>>>

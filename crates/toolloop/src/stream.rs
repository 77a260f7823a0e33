//! Streaming response events and their reassembly.
//!
//! A streaming client yields [`ResponseEvent`]s through a
//! [`ResponseStream`]. Tool arguments arrive in fragments that are keyed by
//! the output item's id, possibly interleaved with fragments of other
//! items:
//!
//! 1. [`ItemAdded`](ResponseEvent::ItemAdded) announces the item.
//! 2. [`ArgumentsDelta`](ResponseEvent::ArgumentsDelta) /
//!    [`TextDelta`](ResponseEvent::TextDelta) carry fragments.
//! 3. [`ItemDone`](ResponseEvent::ItemDone) closes the item.
//! 4. [`Completed`](ResponseEvent::Completed) ends the response.
//!
//! [`ResponseAssembler`] folds the events into the same [`ModelResponse`]
//! a buffered call would have returned. A tool invocation only becomes
//! part of the response once its item is closed, so a partially streamed
//! call can never be dispatched.

use std::collections::{BTreeMap, HashMap};
use std::pin::Pin;

use futures::{Stream, StreamExt};
use tracing::{debug, warn};

use crate::chat::OutputItem;
use crate::error::LoopError;
use crate::response::ModelResponse;

/// A pinned, boxed, `Send` stream of [`ResponseEvent`] results.
pub type ResponseStream = Pin<Box<dyn Stream<Item = Result<ResponseEvent, LoopError>> + Send>>;

/// An incremental event of a streamed response.
#[derive(Debug, Clone, PartialEq, Eq)]
#[non_exhaustive]
pub enum ResponseEvent {
    /// The service accepted the request.
    Created {
        /// Service response id.
        response_id: String,
        /// Model serving the request.
        model: String,
    },
    /// A new output item started.
    ItemAdded {
        /// Position of the item in the final output.
        output_index: u32,
        /// The item as known so far (arguments and text usually empty).
        item: OutputItem,
    },
    /// A fragment of assistant text.
    TextDelta {
        /// Item the fragment belongs to.
        item_id: String,
        /// The fragment.
        delta: String,
    },
    /// A fragment of tool-call arguments.
    ArgumentsDelta {
        /// Item the fragment belongs to.
        item_id: String,
        /// The fragment.
        delta: String,
    },
    /// The full argument text of an item, once generation of it ended.
    ArgumentsDone {
        /// Item the arguments belong to.
        item_id: String,
        /// The complete arguments.
        arguments: String,
    },
    /// An output item is complete.
    ItemDone {
        /// Position of the item in the final output.
        output_index: u32,
        /// The finished item.
        item: OutputItem,
    },
    /// The response is complete. Carries status and usage; `items` may be
    /// empty when the service only reports them through item events.
    Completed {
        /// The final response summary.
        response: ModelResponse,
    },
}

/// Folds [`ResponseEvent`]s into a [`ModelResponse`].
#[derive(Debug, Default)]
pub struct ResponseAssembler {
    id: String,
    model: String,
    open: HashMap<String, u32>,
    fragments: HashMap<String, String>,
    final_arguments: HashMap<String, String>,
    done: BTreeMap<u32, OutputItem>,
    completed: Option<ModelResponse>,
}

impl ResponseAssembler {
    /// Creates an empty assembler.
    pub fn new() -> Self {
        Self::default()
    }

    /// Whether the completion event has been seen.
    pub fn is_complete(&self) -> bool {
        self.completed.is_some()
    }

    /// Applies one event.
    pub fn push(&mut self, event: ResponseEvent) {
        match event {
            ResponseEvent::Created { response_id, model } => {
                debug!(response_id = %response_id, "response created");
                self.id = response_id;
                self.model = model;
            }
            ResponseEvent::ItemAdded { output_index, item } => {
                debug!(output_index, item_id = ?item.item_id(), "output item added");
                self.open.insert(item_key(&item, output_index), output_index);
            }
            ResponseEvent::TextDelta { item_id, delta }
            | ResponseEvent::ArgumentsDelta { item_id, delta } => {
                self.fragments.entry(item_id).or_default().push_str(&delta);
            }
            ResponseEvent::ArgumentsDone { item_id, arguments } => {
                debug!(item_id = %item_id, len = arguments.len(), "tool input done");
                self.final_arguments.insert(item_id, arguments);
            }
            ResponseEvent::ItemDone { output_index, item } => {
                let key = item_key(&item, output_index);
                self.open.remove(&key);
                let item = self.finalize(&key, item);
                debug!(output_index, item_id = ?item.item_id(), "output item done");
                self.done.insert(output_index, item);
            }
            ResponseEvent::Completed { response } => {
                debug!(
                    input_tokens = response.usage.input_tokens,
                    output_tokens = response.usage.output_tokens,
                    "response completed"
                );
                self.completed = Some(response);
            }
        }
    }

    /// Produces the assembled response.
    ///
    /// Fails with [`LoopError::Stream`] if the completion event never
    /// arrived. Items that were opened but never closed are dropped.
    pub fn finish(self) -> Result<ModelResponse, LoopError> {
        let Some(completed) = self.completed else {
            return Err(LoopError::Stream(
                "stream ended before the response completed".into(),
            ));
        };

        if !self.open.is_empty() {
            let mut dropped: Vec<&String> = self.open.keys().collect();
            dropped.sort();
            warn!(?dropped, "dropping output items that never completed");
        }

        let items = if self.done.is_empty() {
            completed.items
        } else {
            self.done.into_values().collect()
        };

        Ok(ModelResponse {
            id: if completed.id.is_empty() { self.id } else { completed.id },
            model: if completed.model.is_empty() {
                self.model
            } else {
                completed.model
            },
            status: completed.status,
            items,
            usage: completed.usage,
        })
    }

    /// Merges buffered fragments into a closed item.
    ///
    /// Streamed fragments take precedence, then the explicit
    /// arguments-done value, then whatever the item itself carries.
    fn finalize(&mut self, key: &str, item: OutputItem) -> OutputItem {
        let fragments = self.fragments.remove(key).filter(|f| !f.is_empty());
        let done_arguments = self.final_arguments.remove(key);
        match item {
            OutputItem::ToolInvocation(mut call) => {
                if let Some(arguments) = fragments.or(done_arguments) {
                    call.raw_arguments = arguments;
                }
                OutputItem::ToolInvocation(call)
            }
            OutputItem::Message { id, text } if text.is_empty() => OutputItem::Message {
                id,
                text: fragments.unwrap_or_default(),
            },
            other => other,
        }
    }
}

fn item_key(item: &OutputItem, output_index: u32) -> String {
    item.item_id()
        .map_or_else(|| format!("#{output_index}"), str::to_string)
}

/// Drains a [`ResponseStream`] into a [`ModelResponse`].
///
/// The first error yielded by the stream aborts collection.
pub async fn collect_response(mut stream: ResponseStream) -> Result<ModelResponse, LoopError> {
    let mut assembler = ResponseAssembler::new();
    while let Some(event) = stream.next().await {
        assembler.push(event?);
    }
    assembler.finish()
}

#[cfg(test)]
mod tests {
    use super::*;
    use crate::chat::ToolInvocation;
    use crate::response::ResponseStatus;
    use crate::usage::Usage;

    fn pending_call(item_id: &str, call_id: &str, name: &str) -> OutputItem {
        OutputItem::ToolInvocation(ToolInvocation::function(call_id, name, "").with_item_id(item_id))
    }

    fn completed() -> ResponseEvent {
        ResponseEvent::Completed {
            response: ModelResponse {
                id: "resp_1".into(),
                usage: Usage {
                    input_tokens: 10,
                    output_tokens: 5,
                    reasoning_tokens: None,
                },
                ..Default::default()
            },
        }
    }

    #[test]
    fn test_interleaved_fragments_keyed_by_item() {
        let mut asm = ResponseAssembler::new();
        asm.push(ResponseEvent::ItemAdded {
            output_index: 0,
            item: pending_call("fc_a", "call_a", "getPrice"),
        });
        asm.push(ResponseEvent::ItemAdded {
            output_index: 1,
            item: pending_call("fc_b", "call_b", "getShipping"),
        });
        for (id, delta) in [
            ("fc_a", "{\"sku\":"),
            ("fc_b", "{\"zip\":"),
            ("fc_a", "\"A1\"}"),
            ("fc_b", "\"94107\"}"),
        ] {
            asm.push(ResponseEvent::ArgumentsDelta {
                item_id: id.into(),
                delta: delta.into(),
            });
        }
        asm.push(ResponseEvent::ItemDone {
            output_index: 1,
            item: pending_call("fc_b", "call_b", "getShipping"),
        });
        asm.push(ResponseEvent::ItemDone {
            output_index: 0,
            item: pending_call("fc_a", "call_a", "getPrice"),
        });
        asm.push(completed());

        let response = asm.finish().unwrap();
        let calls = response.tool_invocations();
        assert_eq!(calls.len(), 2);
        assert_eq!(calls[0].correlation_id, "call_a");
        assert_eq!(calls[0].raw_arguments, "{\"sku\":\"A1\"}");
        assert_eq!(calls[1].raw_arguments, "{\"zip\":\"94107\"}");
        assert_eq!(response.id, "resp_1");
        assert_eq!(response.usage.input_tokens, 10);
    }

    #[test]
    fn test_arguments_done_used_without_fragments() {
        let mut asm = ResponseAssembler::new();
        asm.push(ResponseEvent::ItemAdded {
            output_index: 0,
            item: pending_call("ctc_1", "call_1", "checkPrice"),
        });
        asm.push(ResponseEvent::ArgumentsDone {
            item_id: "ctc_1".into(),
            arguments: "{\"sku\":\"N3\"}".into(),
        });
        asm.push(ResponseEvent::ItemDone {
            output_index: 0,
            item: pending_call("ctc_1", "call_1", "checkPrice"),
        });
        asm.push(completed());
        let response = asm.finish().unwrap();
        assert_eq!(response.tool_invocations()[0].raw_arguments, "{\"sku\":\"N3\"}");
    }

    #[test]
    fn test_unfinished_item_is_dropped() {
        let mut asm = ResponseAssembler::new();
        asm.push(ResponseEvent::ItemAdded {
            output_index: 0,
            item: pending_call("fc_1", "call_1", "getPrice"),
        });
        asm.push(ResponseEvent::ArgumentsDelta {
            item_id: "fc_1".into(),
            delta: "{\"sku\"".into(),
        });
        asm.push(completed());
        let response = asm.finish().unwrap();
        assert!(!response.has_tool_invocations());
    }

    #[test]
    fn test_missing_completion_is_stream_error() {
        let mut asm = ResponseAssembler::new();
        asm.push(ResponseEvent::ItemAdded {
            output_index: 0,
            item: OutputItem::text(""),
        });
        assert!(!asm.is_complete());
        assert!(matches!(asm.finish(), Err(LoopError::Stream(_))));
    }

    #[test]
    fn test_text_fragments_fill_empty_message() {
        let mut asm = ResponseAssembler::new();
        let item = OutputItem::Message {
            id: Some("msg_1".into()),
            text: String::new(),
        };
        asm.push(ResponseEvent::ItemAdded {
            output_index: 0,
            item: item.clone(),
        });
        for delta in ["Two ", "options ", "found."] {
            asm.push(ResponseEvent::TextDelta {
                item_id: "msg_1".into(),
                delta: delta.into(),
            });
        }
        asm.push(ResponseEvent::ItemDone {
            output_index: 0,
            item,
        });
        asm.push(completed());
        let response = asm.finish().unwrap();
        assert_eq!(response.output_text().as_deref(), Some("Two options found."));
    }

    #[test]
    fn test_completion_items_used_when_no_item_events() {
        let mut asm = ResponseAssembler::new();
        asm.push(ResponseEvent::Completed {
            response: ModelResponse {
                id: "resp_9".into(),
                status: ResponseStatus::Incomplete,
                items: vec![OutputItem::text("partial")],
                ..Default::default()
            },
        });
        let response = asm.finish().unwrap();
        assert_eq!(response.status, ResponseStatus::Incomplete);
        assert_eq!(response.output_text().as_deref(), Some("partial"));
    }

    #[tokio::test]
    async fn test_collect_response_propagates_error() {
        let stream: ResponseStream = Box::pin(futures::stream::iter(vec![
            Ok(ResponseEvent::Created {
                response_id: "resp_1".into(),
                model: "m".into(),
            }),
            Err(LoopError::Stream("connection reset".into())),
        ]));
        let err = collect_response(stream).await.unwrap_err();
        assert!(matches!(err, LoopError::Stream(msg) if msg == "connection reset"));
    }
}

<<<

From the material given, work out how many lines hold the string "request"; state that number and nothing further.

2